America is built on the foundation of convenience. I could fill a book with the conveniences that we take for granted in America that just don’t exist in Europe. For example, convenience stores exist but that is a different experience all together. IF you find one, don’t expect much of a selection and don’t expect to pop in and pop out. Whenever we take a road trip, I make sure to go to the grocery store the night before because I don’t even remember the number of times I have walked into the convenience store looking for a drink or a snack and I am forced to choose between two drink flavors (and I don’t drink either flavor) and one or two snacks that both contain peanuts and the Glitter Princess has a severe nut allergy. So, preparation is key. Did I mention that there is not an option to pump and swipe? You pump your gas (holding the pump the entire time in freezing weather because stoppers for the pumps don’t exist on this side of the world I suppose) and then you walk inside the inconvenient convenience store and pay for your petrol (gas). Yep. It’s 1985 in this piece.

 

Customer Service

I know Americans pride themselves on customer service. I know there are people that have dedicated their lives and careers to providing superb customer service. Well, let me tell you, I can guarantee that customer service rep was not trained in America. Customer service does not happen in Europe. It is not their strong suit. Europeans have several strengths but customer service is not one of them. Some of my Irish friends tend to think the waiters or store clerks in America are annoying but after living and traveling on this side of the world, for a couple of years, I totally beg to differ. I have story on top of story of poor customer service experiences. For example, we dropped our car off at the car dealership for an oil change at opening (the time we reserved), we reminded the service center that we had a plane to catch in the afternoon. We were told, “No worries.” Needless to say, when WE called to pick up the car, no work had been done. It was in parts. It was an oil change. It should not take over five hours for an oil change. Needless to say, no work was done and a simple apology was given and we had to reschedule a time to bring the car back. And who did this inconvenience? Or how about the time I had a friend in town and we ordered a pizza for takeaway, we go to pick it up within 20 minutes as promised and an hour and 20 minutes later, it’s still not ready and all we got was an apology for not putting in the order. I kid you not, these are daily events in our life out and about in Ireland.

Driving

There is no such thing as a quick trip anywhere. Parking is atrocious. Parking is free at very few places. We pay for parking everywhere..the malls, the shopping centers, the street, the park.  In other words, parking lots are not common. And don’t think the parking stalls are larger or plentiful because you are paying. That is not the case and don’t ever think it is. So many times I choose to cook or go without because of parking.
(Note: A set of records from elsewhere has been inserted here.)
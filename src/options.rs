//! # Options Carrier
//!
//! Functional options for clients and readers: a sum type of well-known
//! options plus an open-ended extension map for driver-specific settings.
//!
//! Options compose left to right; a later option overwrites an earlier one,
//! except event-type filters, which accumulate:
//!
//! ```
//! use gospel::{filter_by_event_type, read_buffer_size, ReaderOptions};
//!
//! let opts = ReaderOptions::new([
//!     read_buffer_size(500),
//!     read_buffer_size(50),                  // wins
//!     filter_by_event_type(["a"]),
//!     filter_by_event_type(["b", "c"]),      // extends: {a, b, c}
//! ]);
//! assert_eq!(opts.read_buffer_size(), 50);
//! assert_eq!(opts.event_type_filter(), Some(&["a".into(), "b".into(), "c".into()][..]));
//! ```
//!
//! ## Extensions
//!
//! Unknown settings travel in a typed map keyed by an interned
//! [`ExtensionKey`] token, so an outer layer can thread settings through to
//! a driver without this crate knowing about them. Unknown keys are ignored
//! unless something actually reads them.

use std::any::Any;
use std::collections::HashMap;
use std::time::Duration;

/// The default number of facts a reader buffers ahead of `next()`.
pub const DEFAULT_READ_BUFFER_SIZE: usize = 100;

/// The smallest permitted read buffer. One slot for the current fact and one
/// for the lookahead.
pub const MIN_READ_BUFFER_SIZE: usize = 2;

/// The default "acceptable latency" for a reader. The reader tunes its poll
/// rate to hold the average fact latency near this value.
pub const DEFAULT_ACCEPTABLE_LATENCY: Duration = Duration::from_millis(200);

/// Multiplier used to derive the "starvation latency" when none is set:
///
/// ```text
/// starvation latency = acceptable latency * STARVATION_LATENCY_FACTOR
/// ```
pub const STARVATION_LATENCY_FACTOR: u32 = 10;

/// The default ceiling on polling queries per second, shared by all readers
/// of one client.
pub const DEFAULT_POLL_RATE_LIMIT: f64 = 500.0;

// =============================================================================
// Extension Map
// =============================================================================

/// An interned token identifying a driver-specific option.
///
/// Declare keys as constants so the same token is used on both sides:
///
/// ```
/// use gospel::ExtensionKey;
///
/// const COMPRESSION: ExtensionKey = ExtensionKey::new("my-driver.compression");
/// ```
#[derive(Debug, Clone, Copy, PartialEq, Eq, Hash)]
pub struct ExtensionKey(&'static str);

impl ExtensionKey {
    /// Creates a key. The name is only used for identity and debugging.
    pub const fn new(name: &'static str) -> Self {
        Self(name)
    }
}

type ExtensionMap = HashMap<ExtensionKey, Box<dyn Any + Send + Sync>>;

fn get_extension<T: 'static>(map: &ExtensionMap, key: ExtensionKey) -> Option<&T> {
    map.get(&key).and_then(|v| v.downcast_ref())
}

// =============================================================================
// Client Options
// =============================================================================

/// A single option applied when opening a [`Client`].
///
/// Construct via [`poll_rate_limit`] and [`client_extension`].
///
/// [`Client`]: crate::Client
pub enum ClientOption {
    /// Overrides the global polling-rate ceiling.
    PollRateLimit(f64),

    /// A driver-specific setting.
    Extension(ExtensionKey, Box<dyn Any + Send + Sync>),
}

/// Sets the maximum number of polling queries per second, shared by all
/// readers opened through the client.
///
/// Defaults to [`DEFAULT_POLL_RATE_LIMIT`].
pub fn poll_rate_limit(rate: f64) -> ClientOption {
    ClientOption::PollRateLimit(rate)
}

/// Attaches a driver-specific client setting.
pub fn client_extension<T: Any + Send + Sync>(key: ExtensionKey, value: T) -> ClientOption {
    ClientOption::Extension(key, Box::new(value))
}

/// The resolved set of client options.
pub struct ClientOptions {
    poll_rate_limit: f64,
    extensions: ExtensionMap,
}

impl ClientOptions {
    /// Resolves a sequence of options, applying defaults for anything unset.
    pub fn new(opts: impl IntoIterator<Item = ClientOption>) -> Self {
        let mut resolved = Self {
            poll_rate_limit: DEFAULT_POLL_RATE_LIMIT,
            extensions: ExtensionMap::new(),
        };

        for opt in opts {
            match opt {
                ClientOption::PollRateLimit(rate) => resolved.poll_rate_limit = rate,
                ClientOption::Extension(key, value) => {
                    resolved.extensions.insert(key, value);
                }
            }
        }

        resolved
    }

    /// The global polling-rate ceiling in queries per second.
    pub fn poll_rate_limit(&self) -> f64 {
        self.poll_rate_limit
    }

    /// Returns the driver-specific setting stored under `key`, if present
    /// and of type `T`.
    pub fn extension<T: 'static>(&self, key: ExtensionKey) -> Option<&T> {
        get_extension(&self.extensions, key)
    }
}

impl Default for ClientOptions {
    fn default() -> Self {
        Self::new([])
    }
}

// =============================================================================
// Reader Options
// =============================================================================

/// A single option applied when opening a reader.
///
/// Construct via [`filter_by_event_type`], [`read_buffer_size`],
/// [`acceptable_latency`], [`starvation_latency`] and [`reader_extension`].
pub enum ReaderOption {
    /// Limits the reader to facts whose events have one of these types.
    FilterByEventType(Vec<String>),

    /// Sets the number of facts buffered ahead of `next()`.
    ReadBufferSize(usize),

    /// Sets the latency the reader's rate adaptation aims for.
    AcceptableLatency(Duration),

    /// Sets the latency tolerated once the reader reaches the stream tail.
    StarvationLatency(Duration),

    /// A driver-specific setting.
    Extension(ExtensionKey, Box<dyn Any + Send + Sync>),
}

/// Limits the reader to facts with events of the given types.
///
/// Multiple `filter_by_event_type` options combine to expand the list of
/// allowed types.
pub fn filter_by_event_type<I, S>(types: I) -> ReaderOption
where
    I: IntoIterator<Item = S>,
    S: Into<String>,
{
    ReaderOption::FilterByEventType(types.into_iter().map(Into::into).collect())
}

/// Sets the number of facts to buffer in memory ahead of calls to `next()`.
///
/// Values below [`MIN_READ_BUFFER_SIZE`] are clamped up to it.
pub fn read_buffer_size(n: usize) -> ReaderOption {
    ReaderOption::ReadBufferSize(n.max(MIN_READ_BUFFER_SIZE))
}

/// Sets the amount of latency that is generally acceptable for the purposes
/// of the reader. The reader maintains this latency by adjusting its polling
/// rate against the average latency of delivered facts.
pub fn acceptable_latency(latency: Duration) -> ReaderOption {
    ReaderOption::AcceptableLatency(latency)
}

/// Sets the amount of latency that is acceptable once the reader has reached
/// the end of the stream and is "starving" for facts.
///
/// The setting is ignored if it is less than the acceptable latency.
pub fn starvation_latency(latency: Duration) -> ReaderOption {
    ReaderOption::StarvationLatency(latency)
}

/// Attaches a driver-specific reader setting.
pub fn reader_extension<T: Any + Send + Sync>(key: ExtensionKey, value: T) -> ReaderOption {
    ReaderOption::Extension(key, Box::new(value))
}

/// The resolved set of reader options.
pub struct ReaderOptions {
    event_types: Vec<String>,
    read_buffer_size: Option<usize>,
    acceptable_latency: Option<Duration>,
    starvation_latency: Option<Duration>,
    extensions: ExtensionMap,
}

impl ReaderOptions {
    /// Resolves a sequence of options, applying defaults for anything unset.
    pub fn new(opts: impl IntoIterator<Item = ReaderOption>) -> Self {
        let mut resolved = Self {
            event_types: Vec::new(),
            read_buffer_size: None,
            acceptable_latency: None,
            starvation_latency: None,
            extensions: ExtensionMap::new(),
        };

        for opt in opts {
            match opt {
                ReaderOption::FilterByEventType(types) => resolved.event_types.extend(types),
                ReaderOption::ReadBufferSize(n) => resolved.read_buffer_size = Some(n),
                ReaderOption::AcceptableLatency(d) => resolved.acceptable_latency = Some(d),
                ReaderOption::StarvationLatency(d) => resolved.starvation_latency = Some(d),
                ReaderOption::Extension(key, value) => {
                    resolved.extensions.insert(key, value);
                }
            }
        }

        resolved
    }

    /// The event types the reader is limited to, or `None` when unfiltered.
    pub fn event_type_filter(&self) -> Option<&[String]> {
        if self.event_types.is_empty() {
            None
        } else {
            Some(&self.event_types)
        }
    }

    /// The read-buffer size, falling back to [`DEFAULT_READ_BUFFER_SIZE`].
    pub fn read_buffer_size(&self) -> usize {
        self.read_buffer_size.unwrap_or(DEFAULT_READ_BUFFER_SIZE)
    }

    /// The acceptable latency, falling back to
    /// [`DEFAULT_ACCEPTABLE_LATENCY`].
    pub fn acceptable_latency(&self) -> Duration {
        self.acceptable_latency.unwrap_or(DEFAULT_ACCEPTABLE_LATENCY)
    }

    /// The starvation latency.
    ///
    /// Falls back to `acceptable_latency * 10` when unset, or when the
    /// configured value is smaller than the acceptable latency.
    pub fn starvation_latency(&self) -> Duration {
        let acceptable = self.acceptable_latency();

        match self.starvation_latency {
            Some(latency) if latency >= acceptable => latency,
            _ => acceptable * STARVATION_LATENCY_FACTOR,
        }
    }

    /// Returns the driver-specific setting stored under `key`, if present
    /// and of type `T`.
    pub fn extension<T: 'static>(&self, key: ExtensionKey) -> Option<&T> {
        get_extension(&self.extensions, key)
    }
}

impl Default for ReaderOptions {
    fn default() -> Self {
        Self::new([])
    }
}

// =============================================================================
// Tests
// =============================================================================

#[cfg(test)]
mod tests {
    use super::*;

    #[test]
    fn defaults_apply_when_no_options_given() {
        let opts = ReaderOptions::default();
        assert_eq!(opts.read_buffer_size(), DEFAULT_READ_BUFFER_SIZE);
        assert_eq!(opts.acceptable_latency(), DEFAULT_ACCEPTABLE_LATENCY);
        assert_eq!(opts.starvation_latency(), DEFAULT_ACCEPTABLE_LATENCY * 10);
        assert!(opts.event_type_filter().is_none());

        let copts = ClientOptions::default();
        assert_eq!(copts.poll_rate_limit(), DEFAULT_POLL_RATE_LIMIT);
    }

    #[test]
    fn later_options_overwrite_earlier_ones() {
        let opts = ReaderOptions::new([read_buffer_size(500), read_buffer_size(50)]);
        assert_eq!(opts.read_buffer_size(), 50);
    }

    #[test]
    fn read_buffer_size_is_clamped_to_minimum() {
        let opts = ReaderOptions::new([read_buffer_size(0)]);
        assert_eq!(opts.read_buffer_size(), MIN_READ_BUFFER_SIZE);

        let opts = ReaderOptions::new([read_buffer_size(1)]);
        assert_eq!(opts.read_buffer_size(), MIN_READ_BUFFER_SIZE);
    }

    #[test]
    fn event_type_filters_accumulate() {
        let opts = ReaderOptions::new([
            filter_by_event_type(["a"]),
            filter_by_event_type(["b", "c"]),
        ]);
        assert_eq!(
            opts.event_type_filter().unwrap(),
            &["a".to_string(), "b".to_string(), "c".to_string()][..]
        );
    }

    #[test]
    fn empty_filter_means_unfiltered() {
        let opts = ReaderOptions::new([filter_by_event_type(Vec::<String>::new())]);
        assert!(opts.event_type_filter().is_none());
    }

    #[test]
    fn starvation_latency_below_acceptable_is_ignored() {
        let opts = ReaderOptions::new([
            acceptable_latency(Duration::from_millis(100)),
            starvation_latency(Duration::from_millis(50)),
        ]);
        assert_eq!(opts.starvation_latency(), Duration::from_millis(1000));
    }

    #[test]
    fn starvation_latency_at_or_above_acceptable_is_honored() {
        let opts = ReaderOptions::new([
            acceptable_latency(Duration::from_millis(100)),
            starvation_latency(Duration::from_millis(100)),
        ]);
        assert_eq!(opts.starvation_latency(), Duration::from_millis(100));
    }

    #[test]
    fn extensions_round_trip_by_key_and_type() {
        const KEY: ExtensionKey = ExtensionKey::new("test.setting");
        const OTHER: ExtensionKey = ExtensionKey::new("test.other");

        let opts = ReaderOptions::new([reader_extension(KEY, 42u32)]);
        assert_eq!(opts.extension::<u32>(KEY), Some(&42));
        assert_eq!(opts.extension::<u32>(OTHER), None);

        // Wrong type reads as absent rather than panicking.
        assert_eq!(opts.extension::<String>(KEY), None);
    }

    #[test]
    fn client_poll_rate_limit_option() {
        let opts = ClientOptions::new([poll_rate_limit(50.0)]);
        assert_eq!(opts.poll_rate_limit(), 50.0);
    }
}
Oh, and in addition to UK, Malta and Cyprus, Ireland drives on the left side of the road, and in Ireland, there is no right turn on red. Now you know, you’ll thank me later.

CASH IS KING

In the states, I hardly ever have cash. I use my debit card faithfully. Well, that is certainly not the case in Europe. I keep cash in my wallet. Now, don’t get me wrong, debit cards are accepted at most places but unless it’s a major establishment, I always ask if debit cards are accepted. And don’t forget about the parking situation, it’s easier for me to pay with cash but a cashless option is usually available. The euro system consists of €.01, €.02, €.05, €.10, €.20, €.50, €1, and €2. So, our wallets are overflowing with coins. I now pride myself on the jiggle in my purse.

I can’t count the number of times I have been at an establishment at the most random of times and have had absolutely no cash which then becomes more of a hassle…because remember convenience is not a strong asset of the Europeans.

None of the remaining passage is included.